Dataset excerpts
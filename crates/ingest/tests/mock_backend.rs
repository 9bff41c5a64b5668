use chronicle_core::config::Config;
use chronicle_core::error::ChronicleError;
use chronicle_ingest::{get_reference_list, ingest};
use mockito::Matcher;
use serde_json::json;
use testkit::{padded_record, sample_records, test_service_account_with_token_uri};

fn config_for(server: &mockito::ServerGuard) -> Config {
    Config {
        customer_id: "c-123".to_string(),
        access_token: Some("test-token".to_string()),
        scheme: "http".to_string(),
        ingestion_host: server.host_with_port(),
        reference_list_host: server.host_with_port(),
        ..Config::default()
    }
}

#[tokio::test]
async fn ingest_posts_batches_with_bearer_token() -> anyhow::Result<()> {
    let mut server = mockito::Server::new_async().await;
    let mock = server
        .mock("POST", "/v2/unstructuredlogentries:batchCreate")
        .match_header("authorization", "Bearer test-token")
        .match_header("content-type", "application/json")
        .match_body(Matcher::PartialJson(json!({
            "customerId": "c-123",
            "logType": "STIX",
        })))
        .with_status(200)
        .with_body("{}")
        .expect(3)
        .create_async()
        .await;

    let cfg = Config {
        size_threshold_bytes: 80_000,
        ..config_for(&server)
    };
    let records: Vec<_> = (0..250).map(|i| padded_record(i, 580)).collect();

    let summary = ingest(&cfg, &records, "STIX").await?;

    assert_eq!(summary.requests, 3);
    assert_eq!(summary.entries, 250);
    mock.assert_async().await;
    Ok(())
}

#[tokio::test]
async fn ingest_surfaces_backend_rejection() -> anyhow::Result<()> {
    let mut server = mockito::Server::new_async().await;
    server
        .mock("POST", "/v2/unstructuredlogentries:batchCreate")
        .with_status(400)
        .with_header("content-type", "application/json")
        .with_body(r#"{"error":"invalid logType"}"#)
        .create_async()
        .await;

    let err = ingest(&config_for(&server), &sample_records(5), "BOGUS")
        .await
        .unwrap_err();

    assert!(matches!(err, ChronicleError::Ingestion { status: 400, .. }));
    assert!(err.to_string().contains("invalid logType"));
    Ok(())
}

#[tokio::test]
async fn ingest_with_service_account_exchanges_token_once() -> anyhow::Result<()> {
    let mut server = mockito::Server::new_async().await;
    let token = server
        .mock("POST", "/token")
        .with_status(200)
        .with_body(r#"{"access_token":"ya29.sa","expires_in":3600}"#)
        .expect(1)
        .create_async()
        .await;
    let batches = server
        .mock("POST", "/v2/unstructuredlogentries:batchCreate")
        .match_header("authorization", "Bearer ya29.sa")
        .with_status(200)
        .with_body("")
        .expect(2)
        .create_async()
        .await;

    let cfg = Config {
        access_token: None,
        service_account: Some(test_service_account_with_token_uri(&format!(
            "{}/token",
            server.url()
        ))),
        size_threshold_bytes: 80_000,
        log_batch_size: 100,
        ..config_for(&server)
    };
    let records: Vec<_> = (0..150).map(|i| padded_record(i, 580)).collect();

    let summary = ingest(&cfg, &records, "STIX").await?;

    assert_eq!(summary.requests, 2);
    token.assert_async().await;
    batches.assert_async().await;
    Ok(())
}

#[tokio::test]
async fn ingest_rejects_bad_service_account_before_sending() -> anyhow::Result<()> {
    let mut server = mockito::Server::new_async().await;
    let mock = server
        .mock("POST", Matcher::Any)
        .expect(0)
        .create_async()
        .await;

    let cfg = Config {
        access_token: None,
        service_account: Some("{\"client_email\": 42}".to_string()),
        ..config_for(&server)
    };
    let err = ingest(&cfg, &sample_records(1), "STIX").await.unwrap_err();

    assert!(matches!(err, ChronicleError::Auth(_)));
    mock.assert_async().await;
    Ok(())
}

#[tokio::test]
async fn reference_list_round_trip() -> anyhow::Result<()> {
    let mut server = mockito::Server::new_async().await;
    let mock = server
        .mock("GET", "/v2/lists/allowlist")
        .match_header("authorization", "Bearer test-token")
        .with_status(200)
        .with_body(r#"{"name":"allowlist","lines":[" 10.0.0.1 ","","  ","10.0.0.2"]}"#)
        .create_async()
        .await;

    let lines = get_reference_list(&config_for(&server), "allowlist").await?;

    assert_eq!(lines, vec!["10.0.0.1", "10.0.0.2"]);
    mock.assert_async().await;
    Ok(())
}

#[tokio::test]
async fn reference_list_not_found() -> anyhow::Result<()> {
    let mut server = mockito::Server::new_async().await;
    server
        .mock("GET", "/v2/lists/missing")
        .with_status(404)
        .with_body(r#"{"error":{"code":404,"message":"list not found"}}"#)
        .create_async()
        .await;

    let err = get_reference_list(&config_for(&server), "missing")
        .await
        .unwrap_err();

    assert_eq!(err.status(), Some(404));
    assert!(err.to_string().contains("list not found"));
    Ok(())
}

*Exercise directions*:
The required answer is every line of the data, duplicated exactly.

*Finished task*:
filename crates/ingest/tests/mock_backend.rs
repository 9bff41c5a64b5668
use chronicle_core::config::Config;
use chronicle_core::error::ChronicleError;
use chronicle_ingest::{get_reference_list, ingest};
use mockito::Matcher;
use serde_json::json;
use testkit::{padded_record, sample_records, test_service_account_with_token_uri};

fn config_for(server: &mockito::ServerGuard) -> Config {
    Config {
        customer_id: "c-123".to_string(),
        access_token: Some("test-token".to_string()),
        scheme: "http".to_string(),
        ingestion_host: server.host_with_port(),
        reference_list_host: server.host_with_port(),
        ..Config::default()
    }
}

#[tokio::test]
async fn ingest_posts_batches_with_bearer_token() -> anyhow::Result<()> {
    let mut server = mockito::Server::new_async().await;
    let mock = server
        .mock("POST", "/v2/unstructuredlogentries:batchCreate")
        .match_header("authorization", "Bearer test-token")
        .match_header("content-type", "application/json")
        .match_body(Matcher::PartialJson(json!({
            "customerId": "c-123",
            "logType": "STIX",
        })))
        .with_status(200)
        .with_body("{}")
        .expect(3)
        .create_async()
        .await;

    let cfg = Config {
        size_threshold_bytes: 80_000,
        ..config_for(&server)
    };
    let records: Vec<_> = (0..250).map(|i| padded_record(i, 580)).collect();

    let summary = ingest(&cfg, &records, "STIX").await?;

    assert_eq!(summary.requests, 3);
    assert_eq!(summary.entries, 250);
    mock.assert_async().await;
    Ok(())
}

#[tokio::test]
async fn ingest_surfaces_backend_rejection() -> anyhow::Result<()> {
    let mut server = mockito::Server::new_async().await;
    server
        .mock("POST", "/v2/unstructuredlogentries:batchCreate")
        .with_status(400)
        .with_header("content-type", "application/json")
        .with_body(r#"{"error":"invalid logType"}"#)
        .create_async()
        .await;

    let err = ingest(&config_for(&server), &sample_records(5), "BOGUS")
        .await
        .unwrap_err();

    assert!(matches!(err, ChronicleError::Ingestion { status: 400, .. }));
    assert!(err.to_string().contains("invalid logType"));
    Ok(())
}

#[tokio::test]
async fn ingest_with_service_account_exchanges_token_once() -> anyhow::Result<()> {
    let mut server = mockito::Server::new_async().await;
    let token = server
        .mock("POST", "/token")
        .with_status(200)
        .with_body(r#"{"access_token":"ya29.sa","expires_in":3600}"#)
        .expect(1)
        .create_async()
        .await;
    let batches = server
        .mock("POST", "/v2/unstructuredlogentries:batchCreate")
        .match_header("authorization", "Bearer ya29.sa")
        .with_status(200)
        .with_body("")
        .expect(2)
        .create_async()
        .await;

    let cfg = Config {
        access_token: None,
        service_account: Some(test_service_account_with_token_uri(&format!(
            "{}/token",
            server.url()
        ))),
        size_threshold_bytes: 80_000,
        log_batch_size: 100,
        ..config_for(&server)
    };
    let records: Vec<_> = (0..150).map(|i| padded_record(i, 580)).collect();

    let summary = ingest(&cfg, &records, "STIX").await?;

    assert_eq!(summary.requests, 2);
    token.assert_async().await;
    batches.assert_async().await;
    Ok(())
}

#[tokio::test]
async fn ingest_rejects_bad_service_account_before_sending() -> anyhow::Result<()> {
    let mut server = mockito::Server::new_async().await;
    let mock = server
        .mock("POST", Matcher::Any)
        .expect(0)
        .create_async()
        .await;

    let cfg = Config {
        access_token: None,
        service_account: Some("{\"client_email\": 42}".to_string()),
        ..config_for(&server)
    };
    let err = ingest(&cfg, &sample_records(1), "STIX").await.unwrap_err();

    assert!(matches!(err, ChronicleError::Auth(_)));
    mock.assert_async().await;
    Ok(())
}

#[tokio::test]
async fn reference_list_round_trip() -> anyhow::Result<()> {
    let mut server = mockito::Server::new_async().await;
    let mock = server
        .mock("GET", "/v2/lists/allowlist")
        .match_header("authorization", "Bearer test-token")
        .with_status(200)
        .with_body(r#"{"name":"allowlist","lines":[" 10.0.0.1 ","","  ","10.0.0.2"]}"#)
        .create_async()
        .await;

    let lines = get_reference_list(&config_for(&server), "allowlist").await?;

    assert_eq!(lines, vec!["10.0.0.1", "10.0.0.2"]);
    mock.assert_async().await;
    Ok(())
}

#[tokio::test]
async fn reference_list_not_found() -> anyhow::Result<()> {
    let mut server = mockito::Server::new_async().await;
    server
        .mock("GET", "/v2/lists/missing")
        .with_status(404)
        .with_body(r#"{"error":{"code":404,"message":"list not found"}}"#)
        .create_async()
        .await;

    let err = get_reference_list(&config_for(&server), "missing")
        .await
        .unwrap_err();

    assert_eq!(err.status(), Some(404));
    assert!(err.to_string().contains("list not found"));
    Ok(())
}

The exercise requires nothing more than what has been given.